Em 2021, o Superior Tribunal de Justiça, em julgamento por maioria (a indicar divergência interna), confirmou a interpretação abrangente da regra em recurso repetitivo: “é ânuo o prazo prescricional para exercício de qualquer pretensão do segurado em face do segurador — e vice-versa — baseada em suposto inadimplemento de deveres (principais, secundários ou anexos) derivados do contrato de seguro, ex vi do disposto no artigo 206, § 1º, II, ‘b’, do Código Civil de 2002.” (REsp n. 1.303.374/ES). A decisão foi objeto de estudos na já longuíqua AGIRE#12.
A propósito da abrangência subjetiva, e na medida em que o dispositivo referia à relação entre segurado e seguradora, deixava-se em aberto a regra de prescrição nas relações que circundam a relação securitária stricto sensu, tais como aquelas entre seguradora e resseguradora, entre cosseguradores e entre intervenientes no contrato de seguro (como corretores) e seguradora.7
Por fim, relevante discussão se ergueu em torno do termo a quo do prazo, que vinha tratado de modo bipartido no dispositivo: nos casos de seguro de responsabilidade civil, o prazo tinha início com a citação “para responder à ação de indenização proposta pelo terceiro prejudicado, ou da data que a este indeniza, com a anuência do segurador” (art. 206, § 1º, II, a do Código Civil) e, nos demais, seu início ocorria com a “ciência do fato gerador da pretensão” (art. 206, § 1º, II, b). Essa última expressão, de um lado, deixava claro que, em matéria de seguros, a ciência do lesado era elemento do suporte fático da prescrição securitária8; de outro, alimentava o que Ernesto Tzirulnik chamou, de forma sugestiva, de ornitorrinco securitário.9
Para Tzirulnik, o fato gerador da pretensão é a negativa de pagamento apresentada pela seguradora, pois é neste momento em que ocorre a violação do direito do segurado. Nada obstante a lógica do raciocínio – e o fato de ser acompanhado por relevante doutrina10 e por decisões judiciais11 – manteve-se formalmente em vigor o enunciado da Súmula 229 do STJ, que dispõe sobre a suspensão do curso da prescrição no curso do procedimento administrativo de regulação do seguro, in verbis: “o pedido do pagamento de indenização à seguradora suspende o prazo de prescrição até que o segurado tenha ciência da decisão”. O ornitorrinco se explica diante dessa orientação, uma vez que se admitia a suspensão de algo que (conforme a lógica) ainda não tinha tido início.

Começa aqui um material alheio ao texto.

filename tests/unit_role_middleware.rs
use axum::body::Body;
use axum::http::{Request, StatusCode};
use axum::routing::get;
use axum::{Router, middleware};
use scholartrack::middleware::auth::AuthUser;
use scholartrack::middleware::gate::{USER_ID_HEADER, USER_NAME_HEADER, USER_ROLE_HEADER};
use scholartrack::middleware::role::{check_any_role, require_admin, require_staff, role_rank};
use scholartrack::modules::users::model::UserRole;
use tower::ServiceExt;
use uuid::Uuid;

fn create_test_auth_user(role: UserRole) -> AuthUser {
    AuthUser {
        id: Uuid::new_v4(),
        username: "jdoe".to_string(),
        role,
    }
}

/// A router guarded the way protected API subtrees are guarded, with a
/// handler that only runs if the layer lets the request through.
fn admin_only_app() -> Router {
    Router::new()
        .route("/", get(|| async { "ok" }))
        .route_layer(middleware::from_fn(require_admin))
}

fn staff_app() -> Router {
    Router::new()
        .route("/", get(|| async { "ok" }))
        .route_layer(middleware::from_fn(require_staff))
}

fn request_as(role: UserRole) -> Request<Body> {
    Request::builder()
        .uri("/")
        .header(USER_ID_HEADER, Uuid::new_v4().to_string())
        .header(USER_ROLE_HEADER, role.as_str())
        .header(USER_NAME_HEADER, "jdoe")
        .body(Body::empty())
        .unwrap()
}

#[tokio::test]
async fn test_require_admin_allows_admin() {
    let response = admin_only_app()
        .oneshot(request_as(UserRole::Admin))
        .await
        .unwrap();

    assert_eq!(response.status(), StatusCode::OK);
}

#[tokio::test]
async fn test_require_admin_rejects_staff() {
    let response = admin_only_app()
        .oneshot(request_as(UserRole::Staff))
        .await
        .unwrap();

    assert_eq!(response.status(), StatusCode::FORBIDDEN);
}

#[tokio::test]
async fn test_require_admin_rejects_missing_principal() {
    let request = Request::builder().uri("/").body(Body::empty()).unwrap();

    let response = admin_only_app().oneshot(request).await.unwrap();

    assert_eq!(response.status(), StatusCode::UNAUTHORIZED);
}

#[tokio::test]
async fn test_require_staff_allows_admin_and_staff() {
    for role in [UserRole::Admin, UserRole::Staff] {
        let response = staff_app().oneshot(request_as(role)).await.unwrap();
        assert_eq!(response.status(), StatusCode::OK);
    }
}

#[tokio::test]
async fn test_require_staff_rejects_student_and_viewer() {
    for role in [UserRole::Student, UserRole::Viewer] {
        let response = staff_app().oneshot(request_as(role)).await.unwrap();
        assert_eq!(response.status(), StatusCode::FORBIDDEN);
    }
}

#[tokio::test]
async fn test_rejects_garbage_role_header() {
    let request = Request::builder()
        .uri("/")
        .header(USER_ID_HEADER, Uuid::new_v4().to_string())
        .header(USER_ROLE_HEADER, "SUPERUSER")
        .header(USER_NAME_HEADER, "jdoe")
        .body(Body::empty())
        .unwrap();

    let response = staff_app().oneshot(request).await.unwrap();

    assert_eq!(response.status(), StatusCode::UNAUTHORIZED);
}

#[test]
fn test_check_any_role_match() {
    let auth_user = create_test_auth_user(UserRole::Staff);
    assert!(check_any_role(&auth_user, &[UserRole::Admin, UserRole::Staff]).is_ok());
}

#[test]
fn test_check_any_role_no_match() {
    let auth_user = create_test_auth_user(UserRole::Viewer);
    assert!(check_any_role(&auth_user, &[UserRole::Admin, UserRole::Staff]).is_err());
}

#[test]
fn test_check_any_role_empty_list() {
    let auth_user = create_test_auth_user(UserRole::Admin);
    assert!(check_any_role(&auth_user, &[]).is_err());
}

#[test]
fn test_role_rank_ordering() {
    assert!(role_rank(UserRole::Admin) > role_rank(UserRole::Staff));
    assert!(role_rank(UserRole::Staff) > role_rank(UserRole::Student));
    assert!(role_rank(UserRole::Student) > role_rank(UserRole::Viewer));
}
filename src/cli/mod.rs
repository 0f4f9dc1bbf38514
use sqlx::PgPool;

use crate::modules::users::model::UserRole;
use crate::utils::password::hash_password;

pub async fn create_admin_user(
    db: &PgPool,
    username: &str,
    email: &str,
    password: &str,
) -> Result<(), Box<dyn std::error::Error>> {
    let hashed_password =
        hash_password(password).map_err(|e| format!("Failed to hash password: {}", e.error))?;

    let result = sqlx::query(
        "INSERT INTO users (username, email, password, role)
         VALUES ($1, $2, $3, $4)
         ON CONFLICT (username) DO NOTHING",
    )
    .bind(username)
    .bind(email)
    .bind(hashed_password)
    .bind(UserRole::Admin)
    .execute(db)
    .await?;

    if result.rows_affected() == 0 {
        return Err("User with this username already exists".into());
    }

    Ok(())
}
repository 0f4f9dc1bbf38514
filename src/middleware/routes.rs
//! Static route classification for the authorization gate.
//!
//! Every path classifies exactly once, before any credential is read: either
//! it matches the exact-path public allow-list, or the longest matching
//! portal prefix wins, or it falls back to protected-generic.

use crate::modules::users::model::UserRole;

/// Where an authenticated but under-privileged principal is sent.
pub const UNAUTHORIZED_PATH: &str = "/unauthorized";

#[derive(Debug, Clone, Copy, PartialEq, Eq)]
pub enum RouteClass {
    /// No credential required; the gate forwards unchanged.
    Public,
    /// Admin portal: staff-side pages and their login flow.
    AdminPortal,
    /// Student portal (`/web`).
    StudentPortal,
    /// Protected but portal-agnostic; any authenticated principal passes.
    Generic,
}

impl RouteClass {
    /// Login page an unauthenticated request for this classification is
    /// redirected to.
    pub fn login_path(&self) -> &'static str {
        match self {
            RouteClass::AdminPortal => "/admin/login",
            RouteClass::StudentPortal => "/web/login",
            RouteClass::Public | RouteClass::Generic => "/login",
        }
    }

    /// Whether a principal with `role` may enter routes of this class.
    pub fn allows(&self, role: UserRole) -> bool {
        match self {
            RouteClass::Public => true,
            RouteClass::AdminPortal => matches!(role, UserRole::Admin | UserRole::Staff),
            RouteClass::StudentPortal => matches!(role, UserRole::Student),
            RouteClass::Generic => {
                matches!(
                    role,
                    UserRole::Admin | UserRole::Staff | UserRole::Student | UserRole::Viewer
                )
            }
        }
    }
}

/// Process-wide classification table. Built once at startup, carried in
/// `AppState`, never mutated afterwards.
#[derive(Debug, Clone)]
pub struct RouteTable {
    public: Vec<&'static str>,
    prefixes: Vec<(&'static str, RouteClass)>,
}

impl Default for RouteTable {
    fn default() -> Self {
        Self::new()
    }
}

impl RouteTable {
    pub fn new() -> Self {
        Self {
            public: vec![
                "/",
                "/login",
                "/admin/login",
                "/web/login",
                "/unauthorized",
                "/api/auth/login",
                // Public so a stale session can always be cleared; see DESIGN.md.
                "/api/auth/logout",
                "/health",
            ],
            prefixes: vec![
                ("/admin", RouteClass::AdminPortal),
                ("/web", RouteClass::StudentPortal),
                ("/api", RouteClass::Generic),
            ],
        }
    }

    /// Classify a normalized request path.
    pub fn classify(&self, path: &str) -> RouteClass {
        if self.public.contains(&path) {
            return RouteClass::Public;
        }

        self.prefixes
            .iter()
            .filter(|(prefix, _)| prefix_matches(prefix, path))
            .max_by_key(|(prefix, _)| prefix.len())
            .map(|(_, class)| *class)
            .unwrap_or(RouteClass::Generic)
    }
}

/// Prefix match on path-segment boundaries: `/admin` matches `/admin` and
/// `/admin/dashboard` but not `/administrator`.
fn prefix_matches(prefix: &str, path: &str) -> bool {
    match path.strip_prefix(prefix) {
        Some(rest) => rest.is_empty() || rest.starts_with('/'),
        None => false,
    }
}

#[cfg(test)]
mod tests {
    use super::*;

    #[test]
    fn test_public_exact_paths() {
        let table = RouteTable::new();
        assert_eq!(table.classify("/"), RouteClass::Public);
        assert_eq!(table.classify("/admin/login"), RouteClass::Public);
        assert_eq!(table.classify("/web/login"), RouteClass::Public);
        assert_eq!(table.classify("/api/auth/login"), RouteClass::Public);
        assert_eq!(table.classify("/api/auth/logout"), RouteClass::Public);
        assert_eq!(table.classify("/unauthorized"), RouteClass::Public);
        assert_eq!(table.classify("/health"), RouteClass::Public);
    }

    #[test]
    fn test_portal_prefixes() {
        let table = RouteTable::new();
        assert_eq!(table.classify("/admin/dashboard"), RouteClass::AdminPortal);
        assert_eq!(table.classify("/admin"), RouteClass::AdminPortal);
        assert_eq!(table.classify("/web/profile"), RouteClass::StudentPortal);
        assert_eq!(table.classify("/api/users"), RouteClass::Generic);
    }

    #[test]
    fn test_prefix_requires_segment_boundary() {
        let table = RouteTable::new();
        // Not under the admin portal, so it falls back to protected-generic.
        assert_eq!(table.classify("/administrator"), RouteClass::Generic);
        assert_eq!(table.classify("/webinar"), RouteClass::Generic);
    }

    #[test]
    fn test_unmatched_defaults_to_generic() {
        let table = RouteTable::new();
        assert_eq!(table.classify("/reports/export"), RouteClass::Generic);
        assert_eq!(table.classify("/swagger-ui"), RouteClass::Generic);
    }

    #[test]
    fn test_exact_public_wins_over_prefix() {
        let table = RouteTable::new();
        // `/admin/login` sits under the `/admin` prefix but is allow-listed.
        assert_eq!(table.classify("/admin/login"), RouteClass::Public);
        // Sibling paths are still protected.
        assert_eq!(table.classify("/admin/login/audit"), RouteClass::AdminPortal);
    }

    #[test]
    fn test_login_paths_per_portal() {
        assert_eq!(RouteClass::AdminPortal.login_path(), "/admin/login");
        assert_eq!(RouteClass::StudentPortal.login_path(), "/web/login");
        assert_eq!(RouteClass::Generic.login_path(), "/login");
    }

    #[test]
    fn test_permitted_roles() {
        assert!(RouteClass::AdminPortal.allows(UserRole::Admin));
        assert!(RouteClass::AdminPortal.allows(UserRole::Staff));
        assert!(!RouteClass::AdminPortal.allows(UserRole::Student));
        assert!(!RouteClass::AdminPortal.allows(UserRole::Viewer));

        assert!(RouteClass::StudentPortal.allows(UserRole::Student));
        assert!(!RouteClass::StudentPortal.allows(UserRole::Admin));

        for role in [
            UserRole::Admin,
            UserRole::Staff,
            UserRole::Student,
            UserRole::Viewer,
        ] {
            assert!(RouteClass::Generic.allows(role));
        }
    }
}
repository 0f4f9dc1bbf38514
use dotenvy::dotenv;
use tracing_subscriber::layer::SubscriberExt;
use tracing_subscriber::util::SubscriberInitExt;

use scholartrack::cli;
use scholartrack::router::init_router;
use scholartrack::state::init_app_state;

#[tokio::main]
async fn main() {
    dotenv().ok();

    let args: Vec<String> = std::env::args().collect();

    // Check if this is a CLI command
    if args.len() > 1 && args[1] == "create-admin" {
        handle_create_admin(args).await;
        return;
    }

    // Normal server startup
    tracing_subscriber::registry()
        .with(
            tracing_subscriber::EnvFilter::try_from_default_env().unwrap_or_else(|_| {
                // axum logs rejections from built-in extractors with the `axum::rejection`
                // target, at `TRACE` level. `axum::rejection=trace` enables showing those events
                format!(
                    "{}=debug,tower_http=debug,axum::rejection=trace",
                    env!("CARGO_CRATE_NAME")
                )
                .into()
            }),
        )
        .with(tracing_subscriber::fmt::layer())
        .init();

    let state = init_app_state().await;
    let app = init_router(state);

    let bind_addr = std::env::var("BIND_ADDR").unwrap_or_else(|_| "0.0.0.0:3000".to_string());

    let listener = tokio::net::TcpListener::bind(&bind_addr)
        .await
        .expect("Failed to bind server address");
    println!("🚀 Server running on http://{}", bind_addr);
    println!("📚 Swagger UI available at http://{}/swagger-ui", bind_addr);
    println!("📖 Scalar UI available at http://{}/scalar", bind_addr);
    axum::serve(listener, app)
        .await
        .expect("Server crashed");
}

async fn handle_create_admin(args: Vec<String>) {
    if args.len() != 5 {
        eprintln!("Usage: {} create-admin <username> <email> <password>", args[0]);
        std::process::exit(1);
    }

    let username = &args[2];
    let email = &args[3];
    let password = &args[4];

    let database_url = std::env::var("DATABASE_URL").expect("DATABASE_URL must be set");

    let pool = sqlx::postgres::PgPoolOptions::new()
        .max_connections(5)
        .connect(&database_url)
        .await
        .expect("Failed to connect to database");

    match cli::create_admin_user(&pool, username, email, password).await {
        Ok(_) => {
            println!("✅ Admin user created successfully!");
            println!("   Username: {}", username);
            println!("   Email: {}", email);
        }
        Err(e) => {
            eprintln!("❌ Error creating admin user: {}", e);
            std::process::exit(1);
        }
    }
}
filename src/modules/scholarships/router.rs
use axum::{
    Router, middleware,
    routing::{get, post, put},
};

use crate::middleware::role::require_staff;
use crate::modules::scholarships::controller::{
    create_scholarship, delete_scholarship, get_scholarship, get_scholarships, update_scholarship,
};
use crate::state::AppState;

/// Reads are open to any authenticated principal (students browse the
/// catalog when applying); mutations are staff-only.
pub fn init_scholarships_router() -> Router<AppState> {
    let read = Router::new()
        .route("/", get(get_scholarships))
        .route("/{id}", get(get_scholarship));

    let write = Router::new()
        .route("/", post(create_scholarship))
        .route("/{id}", put(update_scholarship).delete(delete_scholarship))
        .route_layer(middleware::from_fn(require_staff));

    read.merge(write)
}
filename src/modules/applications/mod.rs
pub mod controller;
pub mod model;
pub mod router;
pub mod service;
use axum::{extract::FromRequestParts, http::request::Parts};
use uuid::Uuid;

use crate::middleware::gate::{USER_ID_HEADER, USER_NAME_HEADER, USER_ROLE_HEADER};
use crate::modules::users::model::UserRole;
use crate::utils::errors::AppError;

/// Extractor for the principal the authorization gate attached to the
/// request.
///
/// Handlers behind the gate consume these context headers instead of
/// re-verifying the token. The gate strips any client-supplied copies before
/// injecting its own, so the values here always come from a verification
/// performed in this same request. A missing header means the route was
/// mounted outside the gate, which is a wiring bug, and rejects with 401.
#[derive(Debug, Clone)]
pub struct AuthUser {
    pub id: Uuid,
    pub username: String,
    pub role: UserRole,
}

impl AuthUser {
    pub fn is_admin(&self) -> bool {
        self.role == UserRole::Admin
    }

    pub fn is_staff(&self) -> bool {
        matches!(self.role, UserRole::Admin | UserRole::Staff)
    }
}

impl<S> FromRequestParts<S> for AuthUser
where
    S: Send + Sync,
{
    type Rejection = AppError;

    async fn from_request_parts(parts: &mut Parts, _state: &S) -> Result<Self, Self::Rejection> {
        let header = |name: &str| {
            parts
                .headers
                .get(name)
                .and_then(|value| value.to_str().ok())
                .ok_or_else(|| {
                    AppError::unauthorized(anyhow::anyhow!("No authenticated principal on request"))
                })
        };

        let id = Uuid::parse_str(header(USER_ID_HEADER)?)
            .map_err(|_| AppError::unauthorized(anyhow::anyhow!("Invalid principal id")))?;
        let role = header(USER_ROLE_HEADER)?
            .parse::<UserRole>()
            .map_err(|_| AppError::unauthorized(anyhow::anyhow!("Invalid principal role")))?;
        let username = header(USER_NAME_HEADER)?.to_string();

        Ok(AuthUser { id, username, role })
    }
}

#[cfg(test)]
mod tests {
    use super::*;

    fn test_user(role: UserRole) -> AuthUser {
        AuthUser {
            id: Uuid::new_v4(),
            username: "jdoe".to_string(),
            role,
        }
    }

    #[test]
    fn test_is_admin() {
        assert!(test_user(UserRole::Admin).is_admin());
        assert!(!test_user(UserRole::Staff).is_admin());
        assert!(!test_user(UserRole::Student).is_admin());
    }

    #[test]
    fn test_is_staff_includes_admin() {
        assert!(test_user(UserRole::Admin).is_staff());
        assert!(test_user(UserRole::Staff).is_staff());
        assert!(!test_user(UserRole::Student).is_staff());
        assert!(!test_user(UserRole::Viewer).is_staff());
    }
}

A prescrição na relação entre segurado e seguradora na LCS
O tratamento conferido pela LCS à prescrição chama atenção, logo à partida, por ser muito mais pormenorizado em comparação com o do Código Civil de 2002. Com efeito, a LCS organiza os prazos conforme o sujeito titular e o polo passivo da pretensão.
No caso específico das pretensões entre segurado e seguradora, objeto do texto, o tema é tratado em incisos apartados do art. 126, a depender do seu titular: no caso das pretensões da seguradora em face do segurado, aplica-se o disposto no art. 126, I; no caso das pretensões do segurado em face da seguradora, o art. 126, II. Em ambos os casos, a prescrição é ânua.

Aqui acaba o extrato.